Version du 4 septembre 2009 à 17:54

Ouverture de la discussion

Michèle Alliot-Marie

Mme Michèle Alliot-Marie, garde des sceaux.

"Monsieur le président, madame la présidente de la commission des affaires culturelles et de l’éducation, monsieur le rapporteur, mesdames, messieurs les députés, le projet de loi que Frédéric Mitterrand et moi-même avons l’honneur de présenter devant vous aujourd’hui fait suite à la loi du 13 juin 2009, dite loi HADOPI, destinée à protéger la création littéraire et artistique contre le pillage sur internet. Votée au terme d’un débat approfondi sur lequel il n’est évidemment pas question de revenir, la loi HADOPI a été validée dans sa quasi-totalité par le Conseil constitutionnel. [...]

Pour répondre aux exigences posées par le Conseil constitutionnel, le projet de loi apporte de nouvelles garanties touchant les sanctions prévues. Le Conseil constitutionnel indique, dans sa décision du 10 juin 2009, que la liberté d’accéder à internet est une composante essentielle de la liberté d’expression et de communication. Nous en tirons donc les conséquences.
Première conséquence : cette liberté est naturellement placée sous la protection du juge judiciaire. Seul le juge pourra suspendre temporairement le droit d’un abonné d’accéder au réseau internet en cas de téléchargements illégaux, au terme d’une procédure de réponse graduée. La sanction sera proportionnée. Pour ce faire, elle correspondra aux exigences de l’article 8 de la Déclaration des droits de l’homme, c’est-à-dire qu’elle sera strictement et évidemment nécessaire.[...]

Pour mieux protéger les œuvres contre le pillage sur internet, le projet de loi repose essentiellement sur une volonté pédagogique et sur la recherche de l’efficacité de la sanction. La méthode se veut avant tout pédagogique et préventive. C’est pourquoi on distingue deux types de comportements. D’abord, le comportement de celui qui cherche sur internet, sans respecter les droits des créateurs, les éléments qui vont lui permettre de bénéficier de l’œuvre.
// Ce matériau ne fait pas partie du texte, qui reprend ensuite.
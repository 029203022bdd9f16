//! Frame-table post-processing
//!
//! The [`FramePostprocessor`] mutates a frame table between analysis and
//! bit packing: gain normalization and shifting, pitch shifting and
//! override, and repeat-frame detection. It borrows the table mutably for
//! the duration of its work and snapshots the original frames so that any
//! edits can be unwound.

use tracing::debug;

use crate::codecs::tms5220::frame::Frame;
use crate::codecs::tms5220::tables;

/// Applies bulk edits to a frame table
#[derive(Debug)]
pub struct FramePostprocessor<'a> {
    frames: &'a mut Vec<Frame>,
    original_frames: Vec<Frame>,
    max_voiced_gain_db: f32,
    max_unvoiced_gain_db: f32,
}

impl<'a> FramePostprocessor<'a> {
    /// Create a new post-processor borrowing the given frame table
    ///
    /// # Arguments
    ///
    /// * `frames` - Frame table to edit in place
    /// * `max_voiced_gain_db` - Normalization ceiling for voiced frames
    /// * `max_unvoiced_gain_db` - Normalization ceiling for unvoiced frames
    pub fn new(
        frames: &'a mut Vec<Frame>,
        max_voiced_gain_db: f32,
        max_unvoiced_gain_db: f32,
    ) -> Self {
        let original_frames = frames.clone();

        Self {
            frames,
            original_frames,
            max_voiced_gain_db,
            max_unvoiced_gain_db,
        }
    }

    /// Return the normalization ceiling for voiced frames, in decibels
    pub fn max_voiced_gain_db(&self) -> f32 {
        self.max_voiced_gain_db
    }

    /// Set the normalization ceiling for voiced frames, in decibels
    pub fn set_max_voiced_gain_db(&mut self, gain_db: f32) {
        self.max_voiced_gain_db = gain_db;
    }

    /// Return the normalization ceiling for unvoiced frames, in decibels
    pub fn max_unvoiced_gain_db(&self) -> f32 {
        self.max_unvoiced_gain_db
    }

    /// Set the normalization ceiling for unvoiced frames, in decibels
    pub fn set_max_unvoiced_gain_db(&mut self, gain_db: f32) {
        self.max_unvoiced_gain_db = gain_db;
    }

    /// Mark frames which nearly repeat their predecessor
    ///
    /// The first reflector coefficient is typically effective at
    /// characterizing a frame, so two adjacent non-silent frames whose
    /// quantized first coefficients differ by exactly one index are treated
    /// as a repeat pair. This is a compression heuristic, not a
    /// correctness constraint.
    ///
    /// Returns the number of frames marked.
    pub fn detect_repeat_frames(&mut self) -> usize {
        let mut n_repeat_frames = 0;

        for i in 1..self.frames.len() {
            if self.frames[i].is_silent() || self.frames[i - 1].is_silent() {
                continue;
            }

            let previous_coeff = self.frames[i - 1].quantized_coeffs()[0] as i64;
            let current_coeff = self.frames[i].quantized_coeffs()[0] as i64;

            if (current_coeff - previous_coeff).abs() == 1 {
                self.frames[i].set_repeat(true);
                n_repeat_frames += 1;
            }
        }

        debug!(n_repeat_frames, "marked repeat frames");
        n_repeat_frames
    }

    /// Scale gains so each voicing population peaks at its ceiling
    ///
    /// Voiced and unvoiced frames are normalized independently, which
    /// improves perceived loudness without crossing into clipping.
    pub fn normalize_gain(&mut self) {
        self.normalize_gain_population(true);
        self.normalize_gain_population(false);
    }

    /// Shift every non-silent frame's gain index by the given offset
    ///
    /// A shift beyond either end of the coding table hits the ceiling (or
    /// floor) rather than wrapping. Overuse of the largest gain entry may
    /// destabilize the synthesized signal. Silent frames are untouched.
    pub fn shift_gain(&mut self, offset: i32) {
        if offset == 0 {
            return;
        }

        let max_index = tables::RMS.len() as i32 - 1;

        for frame in self.frames.iter_mut() {
            if frame.is_silent() {
                continue;
            }

            let shifted = (frame.quantized_gain() as i32 + offset).clamp(0, max_index);
            frame.set_gain_index(shifted as usize);
        }
    }

    /// Shift every non-silent frame's pitch index by the given offset
    ///
    /// Shifts beyond the pitch table clamp to its ends. Silent frames never
    /// have their pitch set.
    pub fn shift_pitch(&mut self, offset: i32) {
        if offset == 0 {
            return;
        }

        let max_index = tables::PITCH.len() as i32 - 1;

        for frame in self.frames.iter_mut() {
            if frame.is_silent() {
                continue;
            }

            let shifted = (frame.quantized_pitch() as i32 + offset).clamp(0, max_index);
            frame.set_pitch_period(tables::PITCH[shifted as usize] as usize);
        }
    }

    /// Set every non-silent frame's pitch to the given coding-table index
    ///
    /// Indices beyond the pitch table clamp to its last entry. Silent
    /// frames never have their pitch set.
    pub fn override_pitch(&mut self, index: usize) {
        let clamped = index.min(tables::PITCH.len() - 1);

        for frame in self.frames.iter_mut() {
            if !frame.is_silent() {
                frame.set_pitch_period(tables::PITCH[clamped] as usize);
            }
        }
    }

    /// Restore the frame table to its state at construction
    pub fn reset(&mut self) {
        self.frames.clone_from(&self.original_frames);
    }

    fn normalize_gain_population(&mut self, target_voiced: bool) {
        // Find the loudest frame of the population
        let mut max_gain = 0.0f32;
        for frame in self.frames.iter() {
            if frame.is_voiced() == target_voiced && frame.gain_db() > max_gain {
                max_gain = frame.gain_db();
            }
        }

        // An empty or all-silent population has nothing to scale
        if max_gain <= 0.0 {
            return;
        }

        let ceiling = if target_voiced {
            self.max_voiced_gain_db
        } else {
            self.max_unvoiced_gain_db
        };
        let scale = ceiling / max_gain;

        for frame in self.frames.iter_mut() {
            if frame.is_voiced() == target_voiced {
                let scaled = frame.gain_db() * scale;
                frame.set_gain_db(scaled);
            }
        }
    }
}

#[cfg(test)]
mod tests {
    use super::*;

    fn test_table() -> Vec<Frame> {
        vec![
            Frame::silent(),
            Frame::new(38, true, 100.0, &[-0.7; 10]),
            Frame::new(40, true, 200.0, &[-0.66; 10]),
            Frame::new(0, false, 60.0, &[0.4; 10]),
        ]
    }

    #[test]
    fn test_shift_gain_clamps_and_skips_silent() {
        let mut frames = test_table();
        let silent_before = frames[0].clone();

        let mut post = FramePostprocessor::new(&mut frames, 37.5, 30.0);
        post.shift_gain(100);

        assert_eq!(frames[0], silent_before);
        for frame in &frames[1..] {
            assert_eq!(frame.quantized_gain(), 15);
        }

        let mut post = FramePostprocessor::new(&mut frames, 37.5, 30.0);
        post.shift_gain(-100);

        // Clamping to index zero silences the frame
        for frame in frames.iter() {
            assert_eq!(frame.quantized_gain(), 0);
        }
    }

    #[test]
    fn test_shift_gain_stays_in_table() {
        for offset in -20..=20 {
            let mut frames = test_table();
            let mut post = FramePostprocessor::new(&mut frames, 37.5, 30.0);
            post.shift_gain(offset);

            for frame in frames.iter() {
                assert!(frame.quantized_gain() <= 15);
            }
        }
    }

    #[test]
    fn test_detect_repeat_frames_bounds() {
        let mut frames = vec![
            Frame::new(38, true, 100.0, &[-0.7; 10]),
            Frame::silent(),
            Frame::new(40, true, 100.0, &[-0.7; 10]),
        ];

        let mut post = FramePostprocessor::new(&mut frames, 37.5, 30.0);
        let n = post.detect_repeat_frames();

        // Frame 0 has no predecessor, and frame 2 follows a silent frame
        assert_eq!(n, 0);
        assert!(frames.iter().all(|f| !f.is_repeat()));
    }

    #[test]
    fn test_detect_repeat_frames_marks_neighbors() {
        // K1 entries 16 and 17 are -0.80420 and -0.74058: off by one index
        let mut frames = vec![
            Frame::new(38, true, 100.0, &[-0.80; 10]),
            Frame::new(38, true, 100.0, &[-0.74; 10]),
        ];

        let mut post = FramePostprocessor::new(&mut frames, 37.5, 30.0);
        let n = post.detect_repeat_frames();

        assert_eq!(n, 1);
        assert!(!frames[0].is_repeat());
        assert!(frames[1].is_repeat());
    }

    #[test]
    fn test_normalize_gain_scales_populations_independently() {
        let mut frames = test_table();
        let mut post = FramePostprocessor::new(&mut frames, 37.5, 30.0);
        post.normalize_gain();

        // Loudest voiced frame lands on the voiced ceiling
        assert!((frames[2].gain_db() - 37.5).abs() < 1e-4);
        // Its quieter sibling scales by the same factor
        assert!((frames[1].gain_db() - 18.75).abs() < 1e-4);
        // The only unvoiced frame lands on the unvoiced ceiling
        assert!((frames[3].gain_db() - 30.0).abs() < 1e-4);
    }

    #[test]
    fn test_normalize_gain_skips_empty_population() {
        let mut frames = vec![Frame::new(38, true, 100.0, &[-0.7; 10])];
        let mut post = FramePostprocessor::new(&mut frames, 37.5, 30.0);
        post.normalize_gain();

        assert!((frames[0].gain_db() - 37.5).abs() < 1e-4);
    }

    #[test]
    fn test_shift_and_override_pitch_skip_silent() {
        let mut frames = test_table();

        let mut post = FramePostprocessor::new(&mut frames, 37.5, 30.0);
        post.override_pitch(10);

        assert_eq!(frames[0].pitch_period(), 0);
        assert_eq!(frames[1].pitch_period(), tables::PITCH[10] as usize);

        let mut post = FramePostprocessor::new(&mut frames, 37.5, 30.0);
        post.shift_pitch(1000);

        assert_eq!(frames[0].pitch_period(), 0);
        assert_eq!(frames[1].pitch_period(), 159);
    }

    #[test]
    fn test_reset_restores_snapshot() {
        let mut frames = test_table();
        let snapshot = frames.clone();

        let mut post = FramePostprocessor::new(&mut frames, 37.5, 30.0);
        post.shift_gain(3);
        post.override_pitch(5);
        post.reset();

        assert_eq!(frames, snapshot);
    }
}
Dans ce cas, il s’agit, pour les auteurs de téléchargements illégaux, d’un acte de contrefaçon. Or la contrefaçon est considérée dans notre pays comme un délit. Il s’agit d’une atteinte intentionnelle à la propriété intellectuelle ou artistique sanctionnée par le code de la propriété intellectuelle. Le code prévoit effectivement que le délit de contrefaçon est passible d’une sanction maximale de trois ans d’emprisonnement et de 300 000 euros d’amende.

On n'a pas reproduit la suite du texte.